Re: Skip collecting decoded changes of already-aborted transactions

From: vignesh C <vignesh21(at)gmail(dot)com>
To: Masahiko Sawada <sawada(dot)mshk(at)gmail(dot)com>
Cc: Peter Smith <smithpb2250(at)gmail(dot)com>, Ajin Cherian <itsajin(at)gmail(dot)com>, Dilip Kumar <dilipbalaut(at)gmail(dot)com>, PostgreSQL Hackers <pgsql-hackers(at)lists(dot)postgresql(dot)org>
Subject: Re: Skip collecting decoded changes of already-aborted transactions
Date: 2024-11-19 07:12:44
Message-ID: CALDaNm3COogB2_aPgFZ_pNBh7BjmwDqoBj5bE4H7D26F3hJQ=Q@mail.gmail.com
Views: Raw Message | Whole Thread | Download mbox | Resend email
Thread:
Lists: pgsql-hackers

On Fri, 15 Nov 2024 at 23:32, Masahiko Sawada <sawada(dot)mshk(at)gmail(dot)com> wrote:
>
> On Thu, Nov 14, 2024 at 7:07 PM Peter Smith <smithpb2250(at)gmail(dot)com> wrote:
> >
> > Hi Sawada-Sn,
> >
> > Here are some review comments for patch v8-0001.
>
> Thank you for the comments.
>
> >
> > ======
> > contrib/test_decoding/sql/stats.sql
> >
> > 1.
> > +-- The INSERT changes are large enough to be spilled but not, because the
> > +-- transaction is aborted.

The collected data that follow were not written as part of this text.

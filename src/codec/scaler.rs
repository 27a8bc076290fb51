//! Safe wrapper around FFmpeg SwsContext
//!
//! Provides pixel format conversion and image scaling functionality.

use crate::ffi::{
  AVPixelFormat, SwsContext,
  swscale::{sws_freeContext, sws_getContext, sws_scale},
};
use std::ptr::NonNull;

use super::{CodecError, CodecResult, Frame};

/// Scaling algorithm
#[derive(Debug, Clone, Copy, PartialEq, Eq, Default)]
pub enum ScaleAlgorithm {
  /// Fast bilinear (fastest, lower quality)
  FastBilinear,
  /// Bilinear (good balance)
  #[default]
  Bilinear,
  /// Bicubic (higher quality, slower)
  Bicubic,
  /// Lanczos (highest quality, slowest)
  Lanczos,
  /// Point/nearest neighbor (fastest, blocky)
  Point,
}

impl ScaleAlgorithm {
  fn to_sws_flags(self) -> i32 {
    use crate::ffi::swscale::*;
    match self {
      ScaleAlgorithm::FastBilinear => SWS_FAST_BILINEAR,
      ScaleAlgorithm::Bilinear => SWS_BILINEAR,
      ScaleAlgorithm::Bicubic => SWS_BICUBIC,
      ScaleAlgorithm::Lanczos => SWS_LANCZOS,
      ScaleAlgorithm::Point => SWS_POINT,
    }
  }
}

/// Safe wrapper around SwsContext for pixel format conversion and scaling
pub struct Scaler {
  ptr: NonNull<SwsContext>,
  src_width: u32,
  src_height: u32,
  src_format: AVPixelFormat,
  dst_width: u32,
  dst_height: u32,
  dst_format: AVPixelFormat,
}

impl Scaler {
  /// Create a new scaler for the given conversion
  pub fn new(
    src_width: u32,
    src_height: u32,
    src_format: AVPixelFormat,
    dst_width: u32,
    dst_height: u32,
    dst_format: AVPixelFormat,
    algorithm: ScaleAlgorithm,
  ) -> CodecResult<Self> {
    let ptr = unsafe {
      sws_getContext(
        src_width as i32,
        src_height as i32,
        src_format.as_raw(),
        dst_width as i32,
        dst_height as i32,
        dst_format.as_raw(),
        algorithm.to_sws_flags(),
        std::ptr::null_mut(),
        std::ptr::null_mut(),
        std::ptr::null(),
      )
    };

    NonNull::new(ptr)
      .map(|ptr| Self {
        ptr,
        src_width,
        src_height,
        src_format,
        dst_width,
        dst_height,
        dst_format,
      })
      .ok_or(CodecError::InvalidConfig(format!(
        "Cannot create scaler from {:?} {}x{} to {:?} {}x{}",
        src_format, src_width, src_height, dst_format, dst_width, dst_height
      )))
  }

  /// Create a scaler for format conversion only (no scaling)
  pub fn new_converter(
    width: u32,
    height: u32,
    src_format: AVPixelFormat,
    dst_format: AVPixelFormat,
  ) -> CodecResult<Self> {
    Self::new(
      width,
      height,
      src_format,
      width,
      height,
      dst_format,
      ScaleAlgorithm::Bilinear,
    )
  }

  /// Scale/convert a frame
  ///
  /// The destination frame must already have buffers allocated with the correct format/dimensions
  pub fn scale(&self, src: &Frame, dst: &mut Frame) -> CodecResult<()> {
    // Verify dimensions match
    if src.width() != self.src_width
      || src.height() != self.src_height
      || dst.width() != self.dst_width
      || dst.height() != self.dst_height
    {
      return Err(CodecError::InvalidConfig(
        "Frame dimensions don't match scaler configuration".into(),
      ));
    }

    // Prepare source data pointers and strides
    let src_data: [*const u8; 4] = [src.data(0), src.data(1), src.data(2), src.data(3)];
    let src_linesize: [i32; 4] = [
      src.linesize(0),
      src.linesize(1),
      src.linesize(2),
      src.linesize(3),
    ];

    // Prepare destination data pointers and strides
    let dst_data: [*mut u8; 4] = [
      dst.data_mut(0),
      dst.data_mut(1),
      dst.data_mut(2),
      dst.data_mut(3),
    ];
    let dst_linesize: [i32; 4] = [
      dst.linesize(0),
      dst.linesize(1),
      dst.linesize(2),
      dst.linesize(3),
    ];

    let result = unsafe {
      sws_scale(
        self.ptr.as_ptr(),
        src_data.as_ptr(),
        src_linesize.as_ptr(),
        0,
        self.src_height as i32,
        dst_data.as_ptr(),
        dst_linesize.as_ptr(),
      )
    };

    if result != self.dst_height as i32 {
      return Err(CodecError::InvalidState(format!(
        "Scaling produced {} rows instead of {}",
        result, self.dst_height
      )));
    }

    // Copy metadata from source
    dst.set_pts(src.pts());
    dst.set_duration(src.duration());
    dst.set_color_primaries(src.color_primaries());
    dst.set_color_trc(src.color_trc());
    dst.set_colorspace(src.colorspace());
    dst.set_color_range(src.color_range());

    Ok(())
  }

  /// Scale/convert a frame, allocating a new destination frame
  pub fn scale_alloc(&self, src: &Frame) -> CodecResult<Frame> {
    let mut dst = Frame::new_video(self.dst_width, self.dst_height, self.dst_format)?;
    self.scale(src, &mut dst)?;
    Ok(dst)
  }

  // ========================================================================
  // Accessors
  // ========================================================================

  /// Get source width
  pub fn src_width(&self) -> u32 {
    self.src_width
  }

  /// Get source height
  pub fn src_height(&self) -> u32 {
    self.src_height
  }

  /// Get source format
  pub fn src_format(&self) -> AVPixelFormat {
    self.src_format
  }

  /// Get destination width
  pub fn dst_width(&self) -> u32 {
    self.dst_width
  }

  /// Get destination height
  pub fn dst_height(&self) -> u32 {
    self.dst_height
  }

  /// Get destination format
  pub fn dst_format(&self) -> AVPixelFormat {
    self.dst_format
  }

  /// Check if this is a format-only conversion (no scaling)
  pub fn is_converter_only(&self) -> bool {
    self.src_width == self.dst_width && self.src_height == self.dst_height
  }
}

impl Drop for Scaler {
  fn drop(&mut self) {
    unsafe { sws_freeContext(self.ptr.as_ptr()) }
  }
}

// SwsContext is thread-safe for reading, but we don't share mutable access
unsafe impl Send for Scaler {}

impl std::fmt::Debug for Scaler {
  fn fmt(&self, f: &mut std::fmt::Formatter<'_>) -> std::fmt::Result {
    f.debug_struct("Scaler")
      .field(
        "src",
        &format!(
          "{}x{} {:?}",
          self.src_width, self.src_height, self.src_format
        ),
      )
      .field(
        "dst",
        &format!(
          "{}x{} {:?}",
          self.dst_width, self.dst_height, self.dst_format
        ),
      )
      .finish()
  }
}

#[cfg(test)]
mod tests {
  use super::*;

  #[test]
  fn test_scaler_creation() {
    let scaler = Scaler::new(
      1920,
      1080,
      AVPixelFormat::Yuv420p,
      1280,
      720,
      AVPixelFormat::Yuv420p,
      ScaleAlgorithm::Bilinear,
    );
    assert!(scaler.is_ok());
  }

  #[test]
  fn test_converter_creation() {
    let converter = Scaler::new_converter(1920, 1080, AVPixelFormat::Rgba, AVPixelFormat::Yuv420p);
    assert!(converter.is_ok());
    assert!(converter.unwrap().is_converter_only());
  }
}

The logical decoding skips collecting further
> > +-- changes too. The transaction is prepared to make sure the decoding processes
> > +-- the aborted transaction.
> >
> > /to be spilled but not/to be spilled but will not be/
>
> Fixed.
>
> >
> > ======
> > .../replication/logical/reorderbuffer.c
> >
> > ReorderBufferTruncateTXN:
> >
> > 2.
> > /*
> > * Discard changes from a transaction (and subtransactions), either after
> > - * streaming or decoding them at PREPARE. Keep the remaining info -
> > - * transactions, tuplecids, invalidations and snapshots.
> > + * streaming, decoding them at PREPARE, or detecting the transaction abort.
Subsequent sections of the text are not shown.